Scaling up the treatment of alcohol problems will lead to considerable health benefit across the nation
Alcohol is Australia’s most widely used drug, consumed by nearly 80% of the adult population.1 We lack recent prevalence data for alcohol use disorder in Australia but previous estimates vary from about 800 0002 to over a million.3 With such large numbers, it is quite a paradox that we are not better equipped to manage those who develop problems related to its use.
It is also a paradox that while population level use of alcohol has been declining,1 measures of alcohol‐related harm such as hospitalisation appear to have been stubbornly resisting this trend.4 Indeed, unhealthy use of alcohol is one of our most common health problems and is linked to about 150 000 hospital admissions and 6000 deaths per annum,4,5 and remains the most common substance use problem seen in specialist treatment services. Therefore, identifying and effectively managing alcohol problems remains critical. The recently updated Australian guidelines for the treatment of alcohol problems, published online6 and summarised in the supplement accompanying this issue of the MJA,7 aim to describe the best evidence for treatment. In this editorial, we overview some of the major points and challenges for treating alcohol problems.

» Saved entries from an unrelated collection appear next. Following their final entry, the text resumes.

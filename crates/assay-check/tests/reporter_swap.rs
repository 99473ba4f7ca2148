mod common;

use assay_check::{
    AbortHost, AssertPolicy, Asserter, JsonDiff, Polarity, RenderStyle, Reporter, Value,
};

use common::{asserter_with, expect_mismatch};

struct OneLine;

impl Reporter for OneLine {
    fn render(&self, polarity: Polarity, expected: &Value, actual: &Value) -> String {
        let verb = match polarity {
            Polarity::Positive => "==",
            Polarity::Negative => "!=",
        };
        format!("want {expected} {verb} {actual}")
    }
}

#[test]
fn custom_reporter_replaces_the_text_diff() {
    let a = Asserter::new(AbortHost::without_helper_frames()).with_reporter(OneLine);
    let failure = expect_mismatch(|| {
        a.equal("left", "right");
    });
    assert_eq!(failure.message, "want left == right");
    let failure = expect_mismatch(|| {
        a.not_equal(3, 3);
    });
    assert_eq!(failure.message, "want 3 != 3");
}

#[test]
fn json_policy_renders_structured_failures() {
    let a = asserter_with(AssertPolicy {
        render: RenderStyle::Json,
        ..AssertPolicy::default()
    });
    let failure = expect_mismatch(|| {
        a.equal(vec![1, 2], vec![1, 3]);
    });
    let doc: serde_json::Value = serde_json::from_str(&failure.message).unwrap();
    assert_eq!(doc["polarity"], "positive");
    assert_eq!(doc["expected"]["type"], "[]int32");
    assert_eq!(doc["expected"]["display"], "[1 2]");
    assert_eq!(doc["actual"]["display"], "[1 3]");
    assert_eq!(doc["actual"]["kind"], "sequence");
}

#[test]
fn pretty_json_spans_lines() {
    let rendered = JsonDiff { pretty: true }.render(
        Polarity::Negative,
        &Value::Bool(true),
        &Value::Bool(true),
    );
    assert!(rendered.contains('\n'));
    let doc: serde_json::Value = serde_json::from_str(&rendered).unwrap();
    assert_eq!(doc["polarity"], "negative");
}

Alcohol problems are not distributed equally through the population, being more common among those with a family history, in men, among those living outside the metropolitan areas, and among individuals and populations exposed to high levels of trauma and stress, especially adverse childhood experiences.1,7,8 Ideally, those at higher risk should be easily detected, offered intervention, and encouraged to control problematic consumption. However, identification of people with unhealthy use of alcohol is straightforward in principle but surprisingly difficult in practice. The Alcohol Use Disorder Identification Test (AUDIT) questionnaire, for example, is designed for use in primary care, with ten questions on consumption and its consequences, while the short version (AUDIT‐C) has just three consumption questions, but neither are frequently used in practice.7,8 Routine clinical assessment typically detects severe cases but misses out on the less severely affected. It is the treatment of less severe cases that has the greatest potential to prevent life‐threatening complications. Treatment of alcohol use disorders can be undertaken in primary care settings. Brief interventions are easily offered in primary care or other health care settings and can be effectively delivered online.7,8 Furthermore, a number of culturally specific strategies for engagement have evolved to assist members of specific communities with alcohol problems.7 Thus, the full guidelines include sections on screening, brief interventions, and eight chapters dedicated to the treatment of specific populations.6
Successful treatment of alcohol problems can yield striking improvements across multiple domains of health and social function. The guidelines also include up‐to‐date evidence based recommendations for a range of management options such as pharmacotherapies, psychosocial interventions, and peer support programs. Alcohol use disorder is also associated with many mental, physical and social complications that can make management more challenging.6,8 In addition, the guidelines include three chapters that focus on the management of specific comorbidities associated with alcohol problems (polydrug use, mental comorbidities, and physical comorbidities).
Despite the major contribution to our burden of disease and the growing range of evidence‐based treatment options, there is a reluctance to implement alcohol treatment programs to the populations at risk and in the places where they are needed. The median delay between onset of alcohol problems and treatment in Australia is around 18 years,9 and pharmacotherapies are prescribed in fewer than 5% of cases.10 Guideline concordant care appears to be the exception rather than the rule. Alcohol use disorder is heavily stigmatised and this may impact treatment seeking and care; for this reason, the guidelines include a new chapter addressing the role of stigma. Moreover, public understanding of treatment options other than residential withdrawal and rehabilitation is low. Increasing awareness of available evidence‐based treatment options may have a key impact on treatment seeking. Ambulatory withdrawal management is effective for low risk patients and can be offered by general practitioners and specialist services alike. Treatment should be continued long term and should offer integrated care for the common comorbidities that include mental disorders.6 Notwithstanding, treatment services are often poorly resourced and often not available where they are needed.7
Improving the efficacy and implementation of comprehensive and effective treatment is a priority and has the potential to save lives and return value to the community. This will require expansion of discovery and translational research, clinical training and advocacy. Clinicians, services and government now face the challenge to implement the treatment recommended in the guidelines. With almost 5% of the national burden of disease and injury attributable to alcohol,11 investing in scaling up treatment of alcohol problems will undoubtedly be associated with considerable health benefit across the nation.
Provenance: Commissioned; externally peer reviewed.